Datum uitspraak: 28 december 2011

I. PROCESVERLOOP

Namens appellant heeft mr. C.T.W. van Dijk, advocaat te Utrecht, hoger beroep ingesteld.

Het Uwv heeft een verweerschrift ingediend.

Het onderzoek ter zitting heeft plaatsgevonden op 16 november 2011. Namens appellant is verschenen mr. Van Dijk. Het Uwv heeft zich laten vertegenwoordigen door mr.
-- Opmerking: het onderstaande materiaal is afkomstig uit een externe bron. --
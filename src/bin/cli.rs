// image-downloader-core - download-and-persist engine for mobile hosts
// Copyright (C) 2025 Henning Berge
//
// This program is free software: you can redistribute it and/or modify
// it under the terms of the GNU General Public License as published by
// the Free Software Foundation, either version 3 of the License, or
// (at your option) any later version.
//
// This program is distributed in the hope that it will be useful,
// but WITHOUT ANY WARRANTY; without even the implied warranty of
// MERCHANTABILITY or FITNESS FOR A PARTICULAR PURPOSE. See the
// GNU General Public License for more details.
//
// You should have received a copy of the GNU General Public License
// along with this program. If not, see <https://www.gnu.org/licenses/>.


use anyhow::{bail, Context};
use clap::{Args, Parser, Subcommand};
use image_downloader_core::download::HttpTransferEngine;
use image_downloader_core::permission::StaticAuthority;
use image_downloader_core::storage::LocalMediaCatalog;
use image_downloader_core::viewer::SystemViewer;
use image_downloader_core::{
    DownloadImageArgs, DownloaderConfig, FindArgs, HostContext, ImageDownloader, OpenArgs,
    ProgressUpdate,
};
use std::collections::HashMap;
use std::io::Write;
use std::path::PathBuf;
use std::sync::Arc;

#[derive(Parser)]
#[command(name = "image-downloader-cli")]
#[command(about = "Image downloader CLI - Desktop testing tool", long_about = None)]
struct Cli {
    /// Base directory for shared storage, private storage and databases
    #[arg(short, long, default_value = ".image-downloader")]
    root: PathBuf,

    /// JSON configuration file; overrides --root
    #[arg(short, long)]
    config: Option<PathBuf>,

    /// Emulated platform API level
    #[arg(long)]
    sdk: Option<u32>,

    #[command(subcommand)]
    command: Commands,
}

#[derive(Subcommand)]
enum Commands {
    /// Download a file and print its id
    Download {
        url: String,

        /// Save to app-private storage instead of shared storage
        #[arg(long)]
        private: bool,

        /// Target directory, e.g. DIRECTORY_PICTURES
        #[arg(short, long)]
        directory: Option<String>,

        /// Fixed file name
        #[arg(short, long)]
        name: Option<String>,

        /// MIME type to record instead of the sniffed one
        #[arg(short, long)]
        mime_type: Option<String>,

        /// Request header as KEY:VALUE, repeatable
        #[arg(short = 'H', long = "header")]
        headers: Vec<String>,
    },
    /// Print the absolute path of a downloaded file
    FindPath(FindCommand),
    /// Print the display name of a downloaded file
    FindName(FindCommand),
    /// Print the size in bytes of a downloaded file
    FindByteSize(FindCommand),
    /// Print the MIME type of a downloaded file
    FindMimeType(FindCommand),
    /// Open a file in the system viewer
    Open {
        path: String,
    },
}

#[derive(Args)]
struct FindCommand {
    id: String,

    /// Look in the private index
    #[arg(long)]
    private: bool,

    /// Look in the video collection
    #[arg(long)]
    video: bool,
}

impl FindCommand {
    fn into_args(self) -> FindArgs {
        FindArgs {
            id: Some(self.id),
            is_video: Some(self.video),
            in_public_dir: Some(!self.private),
        }
    }
}

fn parse_headers(headers: Vec<String>) -> anyhow::Result<HashMap<String, String>> {
    headers
        .into_iter()
        .map(|header| match header.split_once(':') {
            Some((key, value)) => Ok((key.trim().to_string(), value.trim().to_string())),
            None => bail!("header must look like KEY:VALUE, got {:?}", header),
        })
        .collect()
}

async fn load_config(cli: &Cli) -> anyhow::Result<DownloaderConfig> {
    let mut config = match &cli.config {
        Some(path) => DownloaderConfig::load(path)
            .await
            .with_context(|| format!("loading {}", path.display()))?,
        None => {
            let root = if cli.root.is_absolute() {
                cli.root.clone()
            } else {
                std::env::current_dir()?.join(&cli.root)
            };
            DownloaderConfig::for_base_dir(root)
        }
    };

    if let Some(sdk) = cli.sdk {
        config.sdk_version = sdk;
    }
    Ok(config)
}

fn print_field<T: std::fmt::Display>(value: Option<T>) {
    match value {
        Some(value) => println!("{}", value),
        None => println!("(not found)"),
    }
}

#[tokio::main]
async fn main() -> anyhow::Result<()> {
    env_logger::Builder::from_env(env_logger::Env::default().default_filter_or("info")).init();

    let cli = Cli::parse();
    let config = load_config(&cli).await?;

    let catalog = LocalMediaCatalog::open(&config.catalog_path, config.public_root.clone())
        .await
        .context("opening media catalog")?;

    let context = HostContext::new(
        config.clone(),
        Arc::new(HttpTransferEngine::new(config.progress_interval())),
        Arc::new(catalog),
        Arc::new(StaticAuthority::granting()),
        Arc::new(SystemViewer),
    );

    let downloader = ImageDownloader::new();
    downloader.attach(context).await.context("attaching downloader")?;

    let result = run(&downloader, cli.command).await;
    downloader.detach();
    result
}

async fn run(downloader: &ImageDownloader, command: Commands) -> anyhow::Result<()> {
    match command {
        Commands::Download {
            url,
            private,
            directory,
            name,
            mime_type,
            headers,
        } => {
            let args = DownloadImageArgs {
                url: Some(url),
                headers: Some(parse_headers(headers)?),
                mime_type,
                in_public_dir: Some(!private),
                directory,
                sub_directory: name,
            };

            let progress = Arc::new(|update: ProgressUpdate| {
                eprint!("\r{}: {:>3}%", update.id, update.progress);
                let _ = std::io::stderr().flush();
            });

            let id = downloader.download_image(args, progress).await?;
            eprintln!();
            match id {
                Some(id) => println!("{}", id),
                None => bail!("storage permission denied"),
            }
        }
        Commands::FindPath(find) => print_field(downloader.find_path(find.into_args()).await?),
        Commands::FindName(find) => print_field(downloader.find_name(find.into_args()).await?),
        Commands::FindByteSize(find) => {
            print_field(downloader.find_byte_size(find.into_args()).await?)
        }
        Commands::FindMimeType(find) => {
            print_field(downloader.find_mime_type(find.into_args()).await?)
        }
        Commands::Open { path } => downloader.open(OpenArgs { path: Some(path) })?,
    }

    Ok(())
}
A.J.G. Lindeman.

II. OVERWEGINGEN

1.1. Appellant was werkzaam als borden schoonmaker toen hij op 10 augustus 2004 voor die werkzaamheden uitviel wegens rug- en knieklachten. Bij het einde van de wachttijd is hem met ingang van 8 augustus 2006 een uitkering ingevolge de Wet werk en inkomen naar arbeidsvermogen (Wet WIA) geweigerd, omdat de mate van arbeidsongeschiktheid werd vastgesteld op minder dan 35%. Hierbij is overwogen dat appellant met inachtneming van de voor hem gestelde beperkingen, die zijn vastgelegd in een Functionele Mogelijkheden Lijst, geschikt werd geacht voor passende arbeid. Het daartegen ingestelde beroep is door de rechtbank bij uitspraak van 26 mei 2008 ongegrond verklaard. Bij uitspraak van 8 januari 2010 heeft de Raad de uitspraak van de rechtbank van 26 mei 2008 bevestigd.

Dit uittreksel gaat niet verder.